How to complete this task
Every line of the material that mentions the word "ServiceError" should be copied out.

Task input

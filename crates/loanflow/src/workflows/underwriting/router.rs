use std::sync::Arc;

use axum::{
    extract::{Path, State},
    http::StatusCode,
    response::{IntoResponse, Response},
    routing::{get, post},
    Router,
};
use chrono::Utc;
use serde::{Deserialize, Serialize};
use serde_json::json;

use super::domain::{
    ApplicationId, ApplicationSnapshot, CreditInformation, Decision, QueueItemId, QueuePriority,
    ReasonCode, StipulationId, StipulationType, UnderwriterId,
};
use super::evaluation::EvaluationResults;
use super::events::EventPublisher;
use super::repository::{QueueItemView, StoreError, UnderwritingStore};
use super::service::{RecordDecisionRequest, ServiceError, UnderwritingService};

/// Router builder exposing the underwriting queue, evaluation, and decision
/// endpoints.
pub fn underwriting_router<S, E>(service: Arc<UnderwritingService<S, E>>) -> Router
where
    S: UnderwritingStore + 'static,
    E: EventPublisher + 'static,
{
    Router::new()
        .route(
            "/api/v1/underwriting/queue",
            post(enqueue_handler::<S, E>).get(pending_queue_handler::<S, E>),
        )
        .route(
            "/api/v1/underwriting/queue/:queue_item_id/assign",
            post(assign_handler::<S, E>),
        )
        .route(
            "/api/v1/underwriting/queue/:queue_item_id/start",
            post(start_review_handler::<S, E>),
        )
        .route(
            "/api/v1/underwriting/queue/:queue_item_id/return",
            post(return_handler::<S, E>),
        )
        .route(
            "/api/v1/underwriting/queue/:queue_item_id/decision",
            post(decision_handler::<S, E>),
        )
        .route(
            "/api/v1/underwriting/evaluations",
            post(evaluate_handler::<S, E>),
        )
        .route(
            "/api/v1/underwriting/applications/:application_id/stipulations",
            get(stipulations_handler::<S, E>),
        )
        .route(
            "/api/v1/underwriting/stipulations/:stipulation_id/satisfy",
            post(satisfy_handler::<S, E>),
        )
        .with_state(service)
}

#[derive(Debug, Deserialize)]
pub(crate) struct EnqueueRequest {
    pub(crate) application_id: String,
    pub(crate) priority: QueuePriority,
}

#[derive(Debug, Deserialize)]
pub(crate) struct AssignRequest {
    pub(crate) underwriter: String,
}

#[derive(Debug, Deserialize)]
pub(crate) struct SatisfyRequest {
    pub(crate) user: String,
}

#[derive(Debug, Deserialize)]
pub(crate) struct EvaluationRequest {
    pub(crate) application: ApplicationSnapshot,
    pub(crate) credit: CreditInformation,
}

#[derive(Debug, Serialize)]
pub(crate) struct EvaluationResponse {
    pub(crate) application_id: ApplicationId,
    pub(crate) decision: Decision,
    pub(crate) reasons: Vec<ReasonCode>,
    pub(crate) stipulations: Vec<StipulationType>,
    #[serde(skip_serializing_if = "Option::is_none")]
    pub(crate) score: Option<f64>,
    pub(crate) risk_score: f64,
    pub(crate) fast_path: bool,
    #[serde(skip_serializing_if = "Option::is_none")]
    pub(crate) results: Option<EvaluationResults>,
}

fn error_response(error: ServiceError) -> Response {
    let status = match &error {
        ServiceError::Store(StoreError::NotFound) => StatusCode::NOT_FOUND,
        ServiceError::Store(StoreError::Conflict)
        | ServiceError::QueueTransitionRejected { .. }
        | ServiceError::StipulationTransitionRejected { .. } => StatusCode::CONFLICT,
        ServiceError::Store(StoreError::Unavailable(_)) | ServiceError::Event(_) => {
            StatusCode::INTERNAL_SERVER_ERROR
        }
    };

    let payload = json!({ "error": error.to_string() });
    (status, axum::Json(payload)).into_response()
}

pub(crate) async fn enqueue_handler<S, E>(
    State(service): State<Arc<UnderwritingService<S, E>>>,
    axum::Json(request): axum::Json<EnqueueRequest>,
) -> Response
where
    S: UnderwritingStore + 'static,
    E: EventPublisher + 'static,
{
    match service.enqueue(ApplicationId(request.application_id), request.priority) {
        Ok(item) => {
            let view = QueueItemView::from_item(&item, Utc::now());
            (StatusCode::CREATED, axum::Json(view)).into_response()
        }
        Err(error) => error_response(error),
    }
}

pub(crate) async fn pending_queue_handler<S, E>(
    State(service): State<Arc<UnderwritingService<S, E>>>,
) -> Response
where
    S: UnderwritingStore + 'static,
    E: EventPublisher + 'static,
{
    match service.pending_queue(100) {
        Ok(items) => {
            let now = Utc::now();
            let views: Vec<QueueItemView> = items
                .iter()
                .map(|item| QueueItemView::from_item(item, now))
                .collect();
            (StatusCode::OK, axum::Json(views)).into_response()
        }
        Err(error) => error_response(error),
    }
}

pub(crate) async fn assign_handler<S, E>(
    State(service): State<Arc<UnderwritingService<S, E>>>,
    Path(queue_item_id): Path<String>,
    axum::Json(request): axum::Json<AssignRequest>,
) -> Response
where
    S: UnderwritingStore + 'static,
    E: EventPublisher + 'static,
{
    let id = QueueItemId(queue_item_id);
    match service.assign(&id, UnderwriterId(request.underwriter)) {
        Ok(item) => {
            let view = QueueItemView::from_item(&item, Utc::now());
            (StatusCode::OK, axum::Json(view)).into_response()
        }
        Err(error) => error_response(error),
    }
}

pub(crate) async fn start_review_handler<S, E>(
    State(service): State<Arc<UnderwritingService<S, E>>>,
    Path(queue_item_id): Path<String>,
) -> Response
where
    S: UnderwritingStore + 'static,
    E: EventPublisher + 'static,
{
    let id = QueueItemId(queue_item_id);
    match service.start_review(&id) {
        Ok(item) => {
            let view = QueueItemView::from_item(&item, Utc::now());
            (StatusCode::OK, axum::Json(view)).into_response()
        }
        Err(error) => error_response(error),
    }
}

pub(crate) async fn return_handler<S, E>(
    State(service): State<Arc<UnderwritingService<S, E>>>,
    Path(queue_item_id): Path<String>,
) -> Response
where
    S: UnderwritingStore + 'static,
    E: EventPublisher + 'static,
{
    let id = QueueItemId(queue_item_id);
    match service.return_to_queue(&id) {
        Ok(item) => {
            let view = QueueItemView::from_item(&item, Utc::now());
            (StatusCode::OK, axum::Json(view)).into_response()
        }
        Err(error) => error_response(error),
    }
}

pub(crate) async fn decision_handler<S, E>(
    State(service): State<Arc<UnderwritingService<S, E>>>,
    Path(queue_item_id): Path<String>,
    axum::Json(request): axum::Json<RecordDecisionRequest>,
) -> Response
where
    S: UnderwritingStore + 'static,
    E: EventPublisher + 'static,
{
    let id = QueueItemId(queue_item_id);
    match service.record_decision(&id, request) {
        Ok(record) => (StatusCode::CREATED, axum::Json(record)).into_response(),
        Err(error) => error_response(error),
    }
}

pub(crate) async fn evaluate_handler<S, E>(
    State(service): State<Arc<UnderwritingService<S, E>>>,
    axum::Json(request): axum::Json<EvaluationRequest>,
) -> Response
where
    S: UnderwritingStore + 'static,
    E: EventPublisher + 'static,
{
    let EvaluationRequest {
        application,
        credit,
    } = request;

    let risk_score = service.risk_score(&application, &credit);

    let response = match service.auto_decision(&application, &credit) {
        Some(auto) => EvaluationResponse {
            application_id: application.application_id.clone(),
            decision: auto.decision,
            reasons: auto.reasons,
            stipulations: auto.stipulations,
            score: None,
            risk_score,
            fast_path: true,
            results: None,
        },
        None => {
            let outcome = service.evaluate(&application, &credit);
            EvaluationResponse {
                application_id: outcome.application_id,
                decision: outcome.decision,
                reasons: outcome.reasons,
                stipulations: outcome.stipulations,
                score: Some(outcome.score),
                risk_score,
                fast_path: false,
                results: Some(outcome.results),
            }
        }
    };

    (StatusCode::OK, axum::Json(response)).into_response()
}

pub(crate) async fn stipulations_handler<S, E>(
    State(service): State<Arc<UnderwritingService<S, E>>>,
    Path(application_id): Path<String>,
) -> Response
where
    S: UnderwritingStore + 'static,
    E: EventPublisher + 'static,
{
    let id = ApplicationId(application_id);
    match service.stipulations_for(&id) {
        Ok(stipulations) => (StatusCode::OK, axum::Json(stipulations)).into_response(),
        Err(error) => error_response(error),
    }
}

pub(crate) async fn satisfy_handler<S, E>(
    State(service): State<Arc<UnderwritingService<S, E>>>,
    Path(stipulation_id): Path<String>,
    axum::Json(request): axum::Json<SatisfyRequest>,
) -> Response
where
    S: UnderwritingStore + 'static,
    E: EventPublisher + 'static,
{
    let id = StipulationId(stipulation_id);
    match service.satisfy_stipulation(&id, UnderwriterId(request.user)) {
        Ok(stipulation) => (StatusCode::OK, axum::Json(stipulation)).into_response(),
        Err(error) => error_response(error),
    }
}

Solution
use super::service::{RecordDecisionRequest, ServiceError, UnderwritingService};
fn error_response(error: ServiceError) -> Response {
        ServiceError::Store(StoreError::NotFound) => StatusCode::NOT_FOUND,
        ServiceError::Store(StoreError::Conflict)
        | ServiceError::QueueTransitionRejected { .. }
        | ServiceError::StipulationTransitionRejected { .. } => StatusCode::CONFLICT,
        ServiceError::Store(StoreError::Unavailable(_)) | ServiceError::Event(_) => {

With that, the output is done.